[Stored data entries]
--- START ---
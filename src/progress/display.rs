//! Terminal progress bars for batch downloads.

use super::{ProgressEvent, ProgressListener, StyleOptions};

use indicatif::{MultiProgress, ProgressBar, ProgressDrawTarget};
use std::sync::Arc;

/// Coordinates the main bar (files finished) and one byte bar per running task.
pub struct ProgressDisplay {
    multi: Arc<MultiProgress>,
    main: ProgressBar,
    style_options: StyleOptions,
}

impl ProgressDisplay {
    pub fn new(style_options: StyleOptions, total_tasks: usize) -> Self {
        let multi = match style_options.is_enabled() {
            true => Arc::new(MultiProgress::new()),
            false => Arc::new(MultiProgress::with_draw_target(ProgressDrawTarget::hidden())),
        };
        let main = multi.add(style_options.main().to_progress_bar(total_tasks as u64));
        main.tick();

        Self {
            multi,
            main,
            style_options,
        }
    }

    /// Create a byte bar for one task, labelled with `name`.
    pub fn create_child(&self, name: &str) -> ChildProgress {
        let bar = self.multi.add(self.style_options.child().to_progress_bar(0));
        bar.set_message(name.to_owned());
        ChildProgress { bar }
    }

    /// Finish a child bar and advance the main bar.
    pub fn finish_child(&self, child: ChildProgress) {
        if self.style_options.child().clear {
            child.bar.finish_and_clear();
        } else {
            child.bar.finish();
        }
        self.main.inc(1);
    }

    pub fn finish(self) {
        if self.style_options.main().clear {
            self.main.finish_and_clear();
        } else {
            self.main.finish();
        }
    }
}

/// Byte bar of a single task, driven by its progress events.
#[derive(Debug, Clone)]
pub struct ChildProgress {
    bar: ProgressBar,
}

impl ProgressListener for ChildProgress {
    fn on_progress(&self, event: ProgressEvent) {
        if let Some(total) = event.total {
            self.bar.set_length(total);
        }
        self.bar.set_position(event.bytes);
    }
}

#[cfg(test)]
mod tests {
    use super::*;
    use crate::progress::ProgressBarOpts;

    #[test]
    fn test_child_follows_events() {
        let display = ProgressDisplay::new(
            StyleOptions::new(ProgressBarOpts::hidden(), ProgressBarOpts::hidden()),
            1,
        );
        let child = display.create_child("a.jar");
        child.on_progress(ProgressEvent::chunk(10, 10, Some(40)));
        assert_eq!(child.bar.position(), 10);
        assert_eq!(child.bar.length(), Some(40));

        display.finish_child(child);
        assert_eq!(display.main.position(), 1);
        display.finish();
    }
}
--- END ---
--- START ---
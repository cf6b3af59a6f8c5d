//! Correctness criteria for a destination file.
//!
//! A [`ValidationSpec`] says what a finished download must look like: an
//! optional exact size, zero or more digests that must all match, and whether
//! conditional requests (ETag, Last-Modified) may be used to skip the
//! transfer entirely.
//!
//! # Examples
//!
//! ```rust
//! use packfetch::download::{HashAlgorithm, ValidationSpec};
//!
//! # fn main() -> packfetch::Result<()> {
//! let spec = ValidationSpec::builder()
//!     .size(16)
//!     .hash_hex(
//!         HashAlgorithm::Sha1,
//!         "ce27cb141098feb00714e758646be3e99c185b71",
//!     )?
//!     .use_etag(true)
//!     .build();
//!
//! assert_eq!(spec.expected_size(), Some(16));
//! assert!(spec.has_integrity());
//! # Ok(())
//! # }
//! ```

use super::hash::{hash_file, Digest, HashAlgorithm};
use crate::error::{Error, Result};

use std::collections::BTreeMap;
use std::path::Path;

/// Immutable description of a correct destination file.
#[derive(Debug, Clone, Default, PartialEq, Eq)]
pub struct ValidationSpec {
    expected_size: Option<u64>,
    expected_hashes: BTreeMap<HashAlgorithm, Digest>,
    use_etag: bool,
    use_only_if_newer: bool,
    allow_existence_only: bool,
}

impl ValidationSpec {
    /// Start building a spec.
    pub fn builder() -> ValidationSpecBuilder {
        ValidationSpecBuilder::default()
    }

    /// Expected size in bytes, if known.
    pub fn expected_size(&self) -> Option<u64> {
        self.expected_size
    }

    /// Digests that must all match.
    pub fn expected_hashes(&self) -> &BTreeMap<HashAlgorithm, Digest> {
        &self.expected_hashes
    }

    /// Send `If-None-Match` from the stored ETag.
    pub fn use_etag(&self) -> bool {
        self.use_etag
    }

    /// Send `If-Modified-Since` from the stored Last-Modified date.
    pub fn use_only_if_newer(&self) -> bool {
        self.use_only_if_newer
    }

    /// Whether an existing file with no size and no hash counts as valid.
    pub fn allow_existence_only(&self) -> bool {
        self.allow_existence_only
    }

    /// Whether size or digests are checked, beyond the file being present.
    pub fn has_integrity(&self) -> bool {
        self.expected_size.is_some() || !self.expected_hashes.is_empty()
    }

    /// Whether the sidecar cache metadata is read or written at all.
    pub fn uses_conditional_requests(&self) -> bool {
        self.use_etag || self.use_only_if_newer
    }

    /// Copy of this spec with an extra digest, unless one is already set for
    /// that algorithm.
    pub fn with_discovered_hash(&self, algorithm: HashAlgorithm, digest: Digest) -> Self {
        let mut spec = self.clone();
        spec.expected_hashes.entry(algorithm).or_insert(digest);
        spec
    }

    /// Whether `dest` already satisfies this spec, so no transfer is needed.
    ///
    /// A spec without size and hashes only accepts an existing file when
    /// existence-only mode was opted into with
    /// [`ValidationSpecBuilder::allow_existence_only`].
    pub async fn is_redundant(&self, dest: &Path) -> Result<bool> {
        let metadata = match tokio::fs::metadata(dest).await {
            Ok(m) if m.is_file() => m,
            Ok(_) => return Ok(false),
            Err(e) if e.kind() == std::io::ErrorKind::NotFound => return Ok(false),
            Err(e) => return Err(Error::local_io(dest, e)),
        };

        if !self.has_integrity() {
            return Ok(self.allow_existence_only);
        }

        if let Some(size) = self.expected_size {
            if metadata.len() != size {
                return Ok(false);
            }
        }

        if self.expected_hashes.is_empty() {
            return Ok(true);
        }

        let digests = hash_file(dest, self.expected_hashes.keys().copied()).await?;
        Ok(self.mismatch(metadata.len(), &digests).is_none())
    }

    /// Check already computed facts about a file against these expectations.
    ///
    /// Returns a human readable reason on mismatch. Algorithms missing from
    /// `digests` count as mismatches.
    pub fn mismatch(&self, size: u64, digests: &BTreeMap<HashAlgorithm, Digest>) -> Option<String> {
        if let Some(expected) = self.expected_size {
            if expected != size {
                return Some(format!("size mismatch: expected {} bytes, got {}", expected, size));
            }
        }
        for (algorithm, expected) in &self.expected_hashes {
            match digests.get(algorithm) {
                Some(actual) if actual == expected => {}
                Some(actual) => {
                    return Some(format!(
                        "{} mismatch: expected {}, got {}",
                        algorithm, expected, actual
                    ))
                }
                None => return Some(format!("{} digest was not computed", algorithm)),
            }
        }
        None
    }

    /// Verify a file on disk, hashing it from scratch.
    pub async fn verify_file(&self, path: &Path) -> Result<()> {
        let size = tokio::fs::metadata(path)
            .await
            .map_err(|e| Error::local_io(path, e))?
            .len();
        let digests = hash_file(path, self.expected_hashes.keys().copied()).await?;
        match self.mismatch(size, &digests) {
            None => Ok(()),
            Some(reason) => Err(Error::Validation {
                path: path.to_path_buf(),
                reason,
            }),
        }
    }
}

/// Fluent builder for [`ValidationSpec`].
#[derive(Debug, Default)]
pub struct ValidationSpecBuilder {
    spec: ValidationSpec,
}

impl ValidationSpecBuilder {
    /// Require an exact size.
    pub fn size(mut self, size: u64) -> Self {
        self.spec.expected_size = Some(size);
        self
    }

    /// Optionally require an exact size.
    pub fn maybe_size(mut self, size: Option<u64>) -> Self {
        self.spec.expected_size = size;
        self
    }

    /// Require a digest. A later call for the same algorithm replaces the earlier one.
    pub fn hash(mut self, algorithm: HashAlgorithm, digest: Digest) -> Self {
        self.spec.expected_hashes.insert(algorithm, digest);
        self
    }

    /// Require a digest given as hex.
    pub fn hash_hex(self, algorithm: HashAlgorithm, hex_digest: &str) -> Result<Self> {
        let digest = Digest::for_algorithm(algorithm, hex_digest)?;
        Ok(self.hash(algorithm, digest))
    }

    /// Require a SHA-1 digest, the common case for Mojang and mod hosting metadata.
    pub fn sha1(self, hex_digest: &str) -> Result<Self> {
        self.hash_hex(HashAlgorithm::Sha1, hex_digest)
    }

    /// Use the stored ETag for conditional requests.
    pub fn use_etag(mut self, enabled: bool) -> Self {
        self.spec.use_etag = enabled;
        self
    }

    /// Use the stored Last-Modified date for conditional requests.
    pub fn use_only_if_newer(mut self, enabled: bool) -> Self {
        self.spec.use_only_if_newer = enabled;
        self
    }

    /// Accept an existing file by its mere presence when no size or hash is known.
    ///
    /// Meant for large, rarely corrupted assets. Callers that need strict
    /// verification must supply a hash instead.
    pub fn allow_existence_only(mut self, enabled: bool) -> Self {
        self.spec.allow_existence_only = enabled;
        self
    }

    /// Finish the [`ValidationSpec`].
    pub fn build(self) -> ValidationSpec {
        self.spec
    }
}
--- END ---
--- START ---
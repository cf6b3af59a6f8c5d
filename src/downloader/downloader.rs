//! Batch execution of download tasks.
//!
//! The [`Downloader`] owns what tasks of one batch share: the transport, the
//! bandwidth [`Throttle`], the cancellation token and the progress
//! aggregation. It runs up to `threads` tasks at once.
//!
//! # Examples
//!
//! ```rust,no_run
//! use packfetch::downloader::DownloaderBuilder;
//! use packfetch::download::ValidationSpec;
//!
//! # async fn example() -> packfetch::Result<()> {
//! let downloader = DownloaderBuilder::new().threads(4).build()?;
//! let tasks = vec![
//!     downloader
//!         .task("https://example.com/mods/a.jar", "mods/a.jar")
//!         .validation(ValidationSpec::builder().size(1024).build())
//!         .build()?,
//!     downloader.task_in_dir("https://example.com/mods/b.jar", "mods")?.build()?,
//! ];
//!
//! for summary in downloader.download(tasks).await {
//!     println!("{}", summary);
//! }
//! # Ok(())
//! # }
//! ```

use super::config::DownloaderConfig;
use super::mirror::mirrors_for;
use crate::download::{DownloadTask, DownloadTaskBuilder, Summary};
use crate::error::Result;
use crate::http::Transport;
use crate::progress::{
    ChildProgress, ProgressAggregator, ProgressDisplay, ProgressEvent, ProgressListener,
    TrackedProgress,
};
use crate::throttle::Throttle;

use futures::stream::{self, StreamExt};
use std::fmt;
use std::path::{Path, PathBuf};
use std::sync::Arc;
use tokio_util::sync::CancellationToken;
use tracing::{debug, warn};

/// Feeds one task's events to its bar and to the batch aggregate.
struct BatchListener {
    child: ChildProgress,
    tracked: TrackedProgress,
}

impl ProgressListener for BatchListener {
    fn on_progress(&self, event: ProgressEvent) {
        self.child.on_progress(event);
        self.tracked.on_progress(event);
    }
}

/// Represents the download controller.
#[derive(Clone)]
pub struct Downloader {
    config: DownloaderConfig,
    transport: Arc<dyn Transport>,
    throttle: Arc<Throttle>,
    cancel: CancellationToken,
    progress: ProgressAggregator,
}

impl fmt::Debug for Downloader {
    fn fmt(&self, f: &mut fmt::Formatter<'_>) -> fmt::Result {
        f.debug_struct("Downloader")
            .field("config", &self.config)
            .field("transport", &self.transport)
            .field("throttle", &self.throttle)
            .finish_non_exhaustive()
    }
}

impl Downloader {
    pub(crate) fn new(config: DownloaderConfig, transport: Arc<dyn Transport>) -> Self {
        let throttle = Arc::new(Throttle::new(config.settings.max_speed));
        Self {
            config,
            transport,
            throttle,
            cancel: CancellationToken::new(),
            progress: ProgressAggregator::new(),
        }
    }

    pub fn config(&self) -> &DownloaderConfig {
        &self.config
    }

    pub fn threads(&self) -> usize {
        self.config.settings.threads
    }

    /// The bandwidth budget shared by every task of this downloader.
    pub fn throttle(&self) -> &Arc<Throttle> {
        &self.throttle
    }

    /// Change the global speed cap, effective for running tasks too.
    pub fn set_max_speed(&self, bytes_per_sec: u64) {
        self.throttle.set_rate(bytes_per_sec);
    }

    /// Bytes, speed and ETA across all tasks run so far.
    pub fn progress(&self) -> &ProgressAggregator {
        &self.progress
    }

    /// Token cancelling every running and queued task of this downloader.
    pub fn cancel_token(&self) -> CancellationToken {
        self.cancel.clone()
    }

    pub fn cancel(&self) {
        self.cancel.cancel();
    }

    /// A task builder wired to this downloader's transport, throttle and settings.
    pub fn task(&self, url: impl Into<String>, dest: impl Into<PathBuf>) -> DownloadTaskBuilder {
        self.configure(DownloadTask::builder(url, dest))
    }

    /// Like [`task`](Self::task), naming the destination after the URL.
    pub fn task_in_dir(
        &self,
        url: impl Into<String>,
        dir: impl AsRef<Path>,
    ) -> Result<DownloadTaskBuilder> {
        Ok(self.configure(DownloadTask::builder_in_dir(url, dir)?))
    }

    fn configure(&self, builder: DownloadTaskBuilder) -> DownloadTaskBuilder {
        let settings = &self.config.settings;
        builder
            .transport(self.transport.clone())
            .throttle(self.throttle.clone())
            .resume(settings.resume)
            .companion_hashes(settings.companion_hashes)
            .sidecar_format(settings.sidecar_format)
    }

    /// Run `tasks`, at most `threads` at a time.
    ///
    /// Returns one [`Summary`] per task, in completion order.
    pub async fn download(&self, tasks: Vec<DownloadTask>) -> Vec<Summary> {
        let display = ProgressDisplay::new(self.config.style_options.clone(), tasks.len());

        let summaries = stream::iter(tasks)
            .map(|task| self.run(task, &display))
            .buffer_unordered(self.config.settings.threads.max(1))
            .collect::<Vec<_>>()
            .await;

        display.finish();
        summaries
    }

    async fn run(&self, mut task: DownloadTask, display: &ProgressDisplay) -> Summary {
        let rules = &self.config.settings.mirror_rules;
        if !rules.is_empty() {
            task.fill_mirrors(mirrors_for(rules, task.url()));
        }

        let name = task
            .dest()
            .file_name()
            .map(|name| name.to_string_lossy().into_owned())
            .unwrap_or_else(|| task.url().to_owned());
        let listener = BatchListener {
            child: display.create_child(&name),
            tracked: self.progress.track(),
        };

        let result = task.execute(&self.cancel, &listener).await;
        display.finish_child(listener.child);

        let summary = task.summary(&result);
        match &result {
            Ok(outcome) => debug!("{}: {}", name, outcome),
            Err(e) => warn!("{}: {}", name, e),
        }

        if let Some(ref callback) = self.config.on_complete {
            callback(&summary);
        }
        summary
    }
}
--- END ---
WHAT YOU WILL DO: Reproduce every line in the data that has the word "mods" in it.

OUTPUT BELOW:
//!         .task("https://example.com/mods/a.jar", "mods/a.jar")
//!     downloader.task_in_dir("https://example.com/mods/b.jar", "mods")?.build()?,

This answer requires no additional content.